§ **TASK ITEM**
Only the lines holding "classes" are wanted here; copy each from the listing.
-- DATASET follows --
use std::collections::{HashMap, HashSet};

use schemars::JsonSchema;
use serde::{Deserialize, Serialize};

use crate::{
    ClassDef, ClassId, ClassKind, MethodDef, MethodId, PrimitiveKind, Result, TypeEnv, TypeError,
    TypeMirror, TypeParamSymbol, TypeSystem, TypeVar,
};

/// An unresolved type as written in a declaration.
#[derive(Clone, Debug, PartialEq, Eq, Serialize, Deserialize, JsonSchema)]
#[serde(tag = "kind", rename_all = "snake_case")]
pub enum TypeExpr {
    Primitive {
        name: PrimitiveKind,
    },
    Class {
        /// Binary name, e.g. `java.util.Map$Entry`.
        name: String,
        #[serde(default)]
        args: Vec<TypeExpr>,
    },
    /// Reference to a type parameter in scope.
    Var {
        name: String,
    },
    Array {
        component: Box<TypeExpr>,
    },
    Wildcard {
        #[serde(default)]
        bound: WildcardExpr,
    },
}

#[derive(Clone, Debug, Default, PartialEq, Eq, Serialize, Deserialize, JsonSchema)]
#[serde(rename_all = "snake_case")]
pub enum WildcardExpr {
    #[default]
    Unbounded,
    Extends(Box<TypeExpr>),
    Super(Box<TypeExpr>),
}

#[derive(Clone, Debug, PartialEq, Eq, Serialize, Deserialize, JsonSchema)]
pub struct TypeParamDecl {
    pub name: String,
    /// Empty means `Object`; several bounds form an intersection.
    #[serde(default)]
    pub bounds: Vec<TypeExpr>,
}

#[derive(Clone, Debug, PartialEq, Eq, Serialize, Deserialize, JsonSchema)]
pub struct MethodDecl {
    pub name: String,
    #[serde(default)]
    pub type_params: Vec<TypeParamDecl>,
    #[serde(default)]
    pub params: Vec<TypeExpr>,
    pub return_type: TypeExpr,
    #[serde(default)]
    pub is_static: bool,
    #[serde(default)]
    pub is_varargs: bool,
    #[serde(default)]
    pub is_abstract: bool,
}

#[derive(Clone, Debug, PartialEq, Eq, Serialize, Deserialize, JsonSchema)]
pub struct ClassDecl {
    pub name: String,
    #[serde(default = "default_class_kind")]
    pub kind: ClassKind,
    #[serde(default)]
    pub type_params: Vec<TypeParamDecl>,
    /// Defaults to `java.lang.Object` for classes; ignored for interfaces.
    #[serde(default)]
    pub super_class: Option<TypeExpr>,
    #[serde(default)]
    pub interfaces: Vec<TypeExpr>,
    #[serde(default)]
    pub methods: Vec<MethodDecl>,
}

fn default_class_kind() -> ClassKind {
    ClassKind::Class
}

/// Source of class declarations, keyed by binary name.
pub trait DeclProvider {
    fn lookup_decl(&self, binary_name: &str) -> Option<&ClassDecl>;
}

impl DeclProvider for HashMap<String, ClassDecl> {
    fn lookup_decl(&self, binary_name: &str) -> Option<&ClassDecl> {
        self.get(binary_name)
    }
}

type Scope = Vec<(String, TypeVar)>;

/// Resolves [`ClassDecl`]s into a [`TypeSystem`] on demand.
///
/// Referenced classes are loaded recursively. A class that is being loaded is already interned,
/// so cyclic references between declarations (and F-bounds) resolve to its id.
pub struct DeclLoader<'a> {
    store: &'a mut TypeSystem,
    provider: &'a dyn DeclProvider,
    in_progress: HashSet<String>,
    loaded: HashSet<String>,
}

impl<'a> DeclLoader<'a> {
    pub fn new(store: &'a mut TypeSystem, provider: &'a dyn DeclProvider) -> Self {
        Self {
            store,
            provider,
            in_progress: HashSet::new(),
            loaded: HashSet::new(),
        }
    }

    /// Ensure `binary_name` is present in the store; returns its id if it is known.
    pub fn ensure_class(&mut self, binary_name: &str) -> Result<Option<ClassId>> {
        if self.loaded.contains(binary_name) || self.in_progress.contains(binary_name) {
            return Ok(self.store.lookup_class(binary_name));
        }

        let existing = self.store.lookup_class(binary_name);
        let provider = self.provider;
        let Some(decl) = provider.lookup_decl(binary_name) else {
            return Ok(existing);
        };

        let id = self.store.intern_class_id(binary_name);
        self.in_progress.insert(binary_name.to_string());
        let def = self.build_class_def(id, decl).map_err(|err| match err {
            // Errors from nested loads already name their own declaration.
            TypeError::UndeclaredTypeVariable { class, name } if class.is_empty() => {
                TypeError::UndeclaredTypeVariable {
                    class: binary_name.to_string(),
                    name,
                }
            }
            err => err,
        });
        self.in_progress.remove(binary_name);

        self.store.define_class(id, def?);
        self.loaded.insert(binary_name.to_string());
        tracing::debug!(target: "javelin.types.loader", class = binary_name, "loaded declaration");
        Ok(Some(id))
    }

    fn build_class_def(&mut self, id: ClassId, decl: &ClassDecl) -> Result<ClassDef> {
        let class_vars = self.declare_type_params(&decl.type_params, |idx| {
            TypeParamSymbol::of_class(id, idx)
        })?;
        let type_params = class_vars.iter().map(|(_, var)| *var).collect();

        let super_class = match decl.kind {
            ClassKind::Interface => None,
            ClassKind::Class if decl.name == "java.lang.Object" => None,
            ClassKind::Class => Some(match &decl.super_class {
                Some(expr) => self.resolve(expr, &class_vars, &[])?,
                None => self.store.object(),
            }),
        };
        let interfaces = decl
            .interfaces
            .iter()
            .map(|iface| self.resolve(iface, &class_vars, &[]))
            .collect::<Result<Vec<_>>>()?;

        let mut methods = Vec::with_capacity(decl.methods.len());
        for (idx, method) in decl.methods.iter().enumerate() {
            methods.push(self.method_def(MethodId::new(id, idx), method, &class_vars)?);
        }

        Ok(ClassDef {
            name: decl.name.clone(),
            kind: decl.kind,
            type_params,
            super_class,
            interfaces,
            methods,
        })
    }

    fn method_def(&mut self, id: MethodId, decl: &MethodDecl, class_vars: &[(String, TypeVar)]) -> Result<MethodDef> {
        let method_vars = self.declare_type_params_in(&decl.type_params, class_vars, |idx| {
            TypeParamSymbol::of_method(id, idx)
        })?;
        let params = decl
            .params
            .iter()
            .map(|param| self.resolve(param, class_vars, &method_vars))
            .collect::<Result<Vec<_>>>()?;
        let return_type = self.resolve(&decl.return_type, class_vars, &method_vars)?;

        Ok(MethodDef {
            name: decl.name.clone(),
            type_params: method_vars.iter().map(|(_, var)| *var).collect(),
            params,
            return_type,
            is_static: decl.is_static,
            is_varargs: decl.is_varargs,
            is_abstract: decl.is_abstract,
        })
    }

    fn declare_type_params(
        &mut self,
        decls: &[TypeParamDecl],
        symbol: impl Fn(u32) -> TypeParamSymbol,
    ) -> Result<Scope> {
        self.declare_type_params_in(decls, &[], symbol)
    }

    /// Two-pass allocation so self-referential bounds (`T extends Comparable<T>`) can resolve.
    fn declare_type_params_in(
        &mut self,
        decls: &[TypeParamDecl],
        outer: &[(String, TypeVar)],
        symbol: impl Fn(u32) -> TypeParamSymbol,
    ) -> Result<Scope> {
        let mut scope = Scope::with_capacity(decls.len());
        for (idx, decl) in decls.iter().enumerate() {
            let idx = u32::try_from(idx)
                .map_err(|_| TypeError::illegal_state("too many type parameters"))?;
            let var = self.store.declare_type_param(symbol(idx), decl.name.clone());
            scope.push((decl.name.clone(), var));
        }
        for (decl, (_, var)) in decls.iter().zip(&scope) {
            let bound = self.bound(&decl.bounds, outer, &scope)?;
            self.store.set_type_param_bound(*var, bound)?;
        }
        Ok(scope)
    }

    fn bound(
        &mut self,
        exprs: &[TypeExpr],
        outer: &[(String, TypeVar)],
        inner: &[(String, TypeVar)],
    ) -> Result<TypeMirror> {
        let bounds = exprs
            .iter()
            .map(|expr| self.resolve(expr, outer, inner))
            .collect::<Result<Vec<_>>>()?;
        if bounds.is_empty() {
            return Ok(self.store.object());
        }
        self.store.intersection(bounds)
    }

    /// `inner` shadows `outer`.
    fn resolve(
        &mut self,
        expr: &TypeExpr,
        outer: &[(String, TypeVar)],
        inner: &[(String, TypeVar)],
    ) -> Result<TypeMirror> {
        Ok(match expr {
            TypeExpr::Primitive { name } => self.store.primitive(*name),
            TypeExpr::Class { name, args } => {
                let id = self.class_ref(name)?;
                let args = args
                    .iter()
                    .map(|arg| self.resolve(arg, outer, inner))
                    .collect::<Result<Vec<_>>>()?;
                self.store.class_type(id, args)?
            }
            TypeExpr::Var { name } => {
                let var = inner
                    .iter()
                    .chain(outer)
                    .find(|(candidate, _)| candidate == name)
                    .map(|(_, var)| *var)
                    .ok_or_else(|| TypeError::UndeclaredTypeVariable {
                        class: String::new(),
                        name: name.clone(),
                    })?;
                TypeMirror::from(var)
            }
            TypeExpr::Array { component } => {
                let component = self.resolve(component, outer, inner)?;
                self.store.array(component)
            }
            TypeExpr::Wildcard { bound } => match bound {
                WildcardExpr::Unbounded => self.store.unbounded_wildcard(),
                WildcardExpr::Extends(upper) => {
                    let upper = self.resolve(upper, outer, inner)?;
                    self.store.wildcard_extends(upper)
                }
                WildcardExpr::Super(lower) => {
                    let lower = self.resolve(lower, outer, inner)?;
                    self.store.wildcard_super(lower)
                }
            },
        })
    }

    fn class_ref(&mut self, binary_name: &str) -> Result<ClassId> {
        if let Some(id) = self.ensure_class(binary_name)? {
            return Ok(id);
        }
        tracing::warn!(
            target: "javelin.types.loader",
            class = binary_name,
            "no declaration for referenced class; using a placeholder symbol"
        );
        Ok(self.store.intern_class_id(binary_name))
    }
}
-- DATASET concluded --
§ **WRITTEN RESPONSE**
    /// Defaults to `java.lang.Object` for classes; ignored for interfaces.
/// Referenced classes are loaded recursively. A class that is being loaded is already interned,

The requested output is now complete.